Selon le rapport 2012 de l’Organisation mondiale de la santé (Oms) sur la situation de la malnutrition dans le monde, le Cameroun ne se porte pas bien. En effet, l’institution onusienne qui fait un focus sur notre pays, d’après les données statistiques, établie que le pays de Paul Biya se trouve dans la zone orange. Ce qui traduit que le Cameroun a un niveau de prévalence élevée et nécessite sans délai, une intervention. Non sans qualifier cette malnutrition de chronique, parce que selon ses chiffres, elle se situe entre 30 et 39% avec une insuffisance pondérale située entre 20 et 29%. Si cette situation traduit le fait que 1 145 000 enfants de moins de 5 ans sont touchés par le phénomène, cet état de chose est à l’origine de leur retard de croissance. Dans le même sillage, le document fait constater qu’au pays de Paul Biya, un enfant sur huit n’atteint pas son 5ème anniversaire tandis que 32% des enfants de cette tranche souffre de malnutrition chronique et 35% décèdent de nos jours à cause de la malnutrition.
Deux zones sont concernées par cette situation. Il s’agit des régions du Nord et de l’Extrême-Nord. Au regard de cette conjoncture, le Cameroun représente à lui seul en Afrique centrale, 14% des enfants malnutris et 44% en zone Cemac. Il perd 570 000 000 de dollars US chaqu’année en therme d’intervention parce que ce phénomène n’est pas une priorité pour les pouvoirs publics camerounais. Pourtant, fait remarquer l’Oms, il faut seulement 31,3 dollars US soit un peu plus de 650 Fcfa par enfant chaqu’année pour venir à bout de cette maladie transversale. La situation a aussi un impact réel et direct sur le développement tant humain qu’économique au niveau national. Quelques cas sont à noter notamment le développement de l’enfant, la productivité au niveau national, le cycle intergénérationnel de malnutrition et la santé dans la vie adulte pour ne citer que ces cas.
Au regard de ce rapport, l’on peut comprendre les raisons de cette situation décriée par l’institution onusienne en chargé de la santé dans le monde. Tout en appelant à une action urgente et concertée, ce document a le mérite de savoir que le ministère camerounais de la santé n’a aucune ligne budgétaire prévue pour ce genre de cas. Pourtant, la malnutrition fait partie des maladies transversales comme le Sida. Si l’on note des barrières culturelles pour ce qui est de la qualité de l’alimentation dans les deux parties les plus au Nord du pays, l’absence d’une politique agricole pouvant permettre d’endiguer le phénomène est aussi criarde.
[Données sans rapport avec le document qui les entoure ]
use once_cell::sync::Lazy;
use serde::{Deserialize, Serialize};
use std::env;

#[derive(Debug, Clone, Serialize, Deserialize)]
pub struct AppConfig {
    pub environment: Environment,
    pub server: ServerConfig,
    pub auth: AuthConfig,
    pub security: SecurityConfig,
}

#[derive(Debug, Clone, Copy, PartialEq, Eq, Serialize, Deserialize)]
pub enum Environment {
    Development,
    Staging,
    Production,
}

#[derive(Debug, Clone, Serialize, Deserialize)]
pub struct ServerConfig {
    pub port: u16,
    pub enable_request_logging: bool,
}

/// How the authentication layer consults the token verifier.
#[derive(Debug, Clone, Copy, PartialEq, Eq, Serialize, Deserialize)]
pub enum VerificationMode {
    /// One verification with revocation checking.
    RevocationChecked,
    /// A revocation-checked verification followed by a plain one.
    Dual,
}

#[derive(Debug, Clone, Serialize, Deserialize)]
pub struct AuthConfig {
    pub jwt_secret: String,
    pub jwt_issuer: Option<String>,
    pub jwt_audience: Option<String>,
    pub verification_mode: VerificationMode,
}

#[derive(Debug, Clone, Serialize, Deserialize)]
pub struct SecurityConfig {
    pub enable_cors: bool,
    pub cors_origins: Vec<String>,
}

impl AppConfig {
    pub fn from_env() -> Self {
        let environment = match env::var("APP_ENV").as_deref() {
            Ok("production") | Ok("prod") => Environment::Production,
            Ok("staging") | Ok("stage") => Environment::Staging,
            _ => Environment::Development,
        };

        match environment {
            Environment::Production => Self::production(),
            Environment::Staging => Self::staging(),
            Environment::Development => Self::development(),
        }
        .with_env_overrides()
    }

    fn with_env_overrides(mut self) -> Self {
        // Server overrides
        if let Some(v) = env::var("FIREREST_PORT").ok().or_else(|| env::var("PORT").ok()) {
            self.server.port = v.parse().unwrap_or(self.server.port);
        }
        if let Ok(v) = env::var("API_ENABLE_REQUEST_LOGGING") {
            self.server.enable_request_logging = v.parse().unwrap_or(self.server.enable_request_logging);
        }

        // Auth overrides
        if let Ok(v) = env::var("AUTH_JWT_SECRET") {
            self.auth.jwt_secret = v;
        }
        if let Ok(v) = env::var("AUTH_JWT_ISSUER") {
            self.auth.jwt_issuer = Some(v).filter(|s| !s.is_empty());
        }
        if let Ok(v) = env::var("AUTH_JWT_AUDIENCE") {
            self.auth.jwt_audience = Some(v).filter(|s| !s.is_empty());
        }
        if let Ok(v) = env::var("AUTH_VERIFICATION_MODE") {
            self.auth.verification_mode = match v.to_ascii_lowercase().as_str() {
                "dual" => VerificationMode::Dual,
                "revocation_checked" | "single" => VerificationMode::RevocationChecked,
                _ => self.auth.verification_mode,
            };
        }

        // Security overrides
        if let Ok(v) = env::var("SECURITY_ENABLE_CORS") {
            self.security.enable_cors = v.parse().unwrap_or(self.security.enable_cors);
        }
        if let Ok(v) = env::var("SECURITY_CORS_ORIGINS") {
            self.security.cors_origins = v
                .split(',')
                .map(|s| s.trim().to_string())
                .filter(|s| !s.is_empty())
                .collect();
        }

        self
    }

    fn development() -> Self {
        Self {
            environment: Environment::Development,
            server: ServerConfig {
                port: 3000,
                enable_request_logging: true,
            },
            auth: AuthConfig {
                jwt_secret: "development-secret".to_string(),
                jwt_issuer: None,
                jwt_audience: None,
                verification_mode: VerificationMode::RevocationChecked,
            },
            security: SecurityConfig {
                enable_cors: true,
                cors_origins: vec!["http://localhost:3000".to_string(), "http://localhost:5173".to_string()],
            },
        }
    }

    fn staging() -> Self {
        Self {
            environment: Environment::Staging,
            server: ServerConfig {
                port: 8080,
                enable_request_logging: true,
            },
            auth: AuthConfig {
                jwt_secret: String::new(),
                jwt_issuer: None,
                jwt_audience: None,
                verification_mode: VerificationMode::RevocationChecked,
            },
            security: SecurityConfig {
                enable_cors: true,
                cors_origins: vec!["https://staging.example.com".to_string()],
            },
        }
    }

    fn production() -> Self {
        Self {
            environment: Environment::Production,
            server: ServerConfig {
                port: 8080,
                enable_request_logging: false,
            },
            auth: AuthConfig {
                jwt_secret: String::new(),
                jwt_issuer: None,
                jwt_audience: None,
                verification_mode: VerificationMode::RevocationChecked,
            },
            security: SecurityConfig {
                enable_cors: false,
                cors_origins: vec![],
            },
        }
    }
}

// Global singleton config - initialized once at startup
pub static CONFIG: Lazy<AppConfig> = Lazy::new(AppConfig::from_env);

pub fn config() -> &'static AppConfig {
    &CONFIG
}

#[macro_export]
macro_rules! is_development {
    () => {
        matches!($crate::config::CONFIG.environment, $crate::config::Environment::Development)
    };
}
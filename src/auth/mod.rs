//! Bearer token verification
//!
//! The authentication middleware only needs [`TokenVerifier`]. The identity
//! provider client of the embedding application implements it; [`JwtVerifier`]
//! covers HS256-signed tokens with per-user refresh-token revocation.

pub mod jwt;

pub use jwt::JwtVerifier;

use async_trait::async_trait;
use serde::{Deserialize, Serialize};
use serde_json::Value;
use thiserror::Error;

use crate::schema::Record;

/// Claims of a verified token, as handed to the handlers of one request.
#[derive(Debug, Clone, Default, PartialEq, Serialize, Deserialize)]
#[serde(transparent)]
pub struct DecodedToken(Record);

impl DecodedToken {
    /// Wrap verified claims; `uid` is filled from `sub` when the issuer omits it.
    pub fn new(mut claims: Record) -> Self {
        if !claims.contains_key("uid") {
            if let Some(sub) = claims.get("sub").cloned() {
                claims.insert("uid".to_string(), sub);
            }
        }
        Self(claims)
    }

    pub fn get(&self, claim: &str) -> Option<&Value> {
        self.0.get(claim)
    }

    pub fn uid(&self) -> Option<&str> {
        self.get("uid").and_then(Value::as_str)
    }

    pub fn role(&self) -> Option<&str> {
        self.get("role").and_then(Value::as_str)
    }

    pub fn claims(&self) -> &Record {
        &self.0
    }
}

#[derive(Debug, Clone, PartialEq, Eq, Error)]
pub enum VerifyError {
    #[error("token has been revoked")]
    Revoked,

    #[error("token has expired")]
    Expired,

    #[error("invalid token: {0}")]
    Invalid(String),
}

#[async_trait]
pub trait TokenVerifier: Send + Sync {
    /// Verify `token` and return its claims. With `check_revoked` the verifier
    /// also rejects tokens issued before the subject's sessions were revoked.
    async fn verify_id_token(&self, token: &str, check_revoked: bool) -> Result<DecodedToken, VerifyError>;
}

#[cfg(test)]
mod tests {
    use super::*;
    use serde_json::json;

    #[test]
    fn uid_defaults_to_subject() {
        let claims = json!({"sub": "alice", "role": "admin"});
        let token = DecodedToken::new(claims.as_object().cloned().unwrap());
        assert_eq!(token.uid(), Some("alice"));
        assert_eq!(token.role(), Some("admin"));
    }

    #[test]
    fn explicit_uid_is_kept() {
        let claims = json!({"sub": "alice", "uid": "u-1"});
        let token = DecodedToken::new(claims.as_object().cloned().unwrap());
        assert_eq!(token.uid(), Some("u-1"));
        assert_eq!(token.role(), None);
    }
}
Il est aussi à noter la mauvaise politique de transport et de commercialisation pouvant au moins permettre de ravitailler ces zones de produits agricoles venus du Sud du pays. Seule la distance suffit à décourager tous ceux qui pourraient s’aventurer dans ce créneau. Surtout les denrées périssables à cause de la distance, ont moins de chance de garder leurs éléments nutritifs. D’où l’urgence qui appelle la solidarité gouvernementale à la rescousse des peuples de cette partie du pays qui peuvent aussi avoir une alimentation adéquate.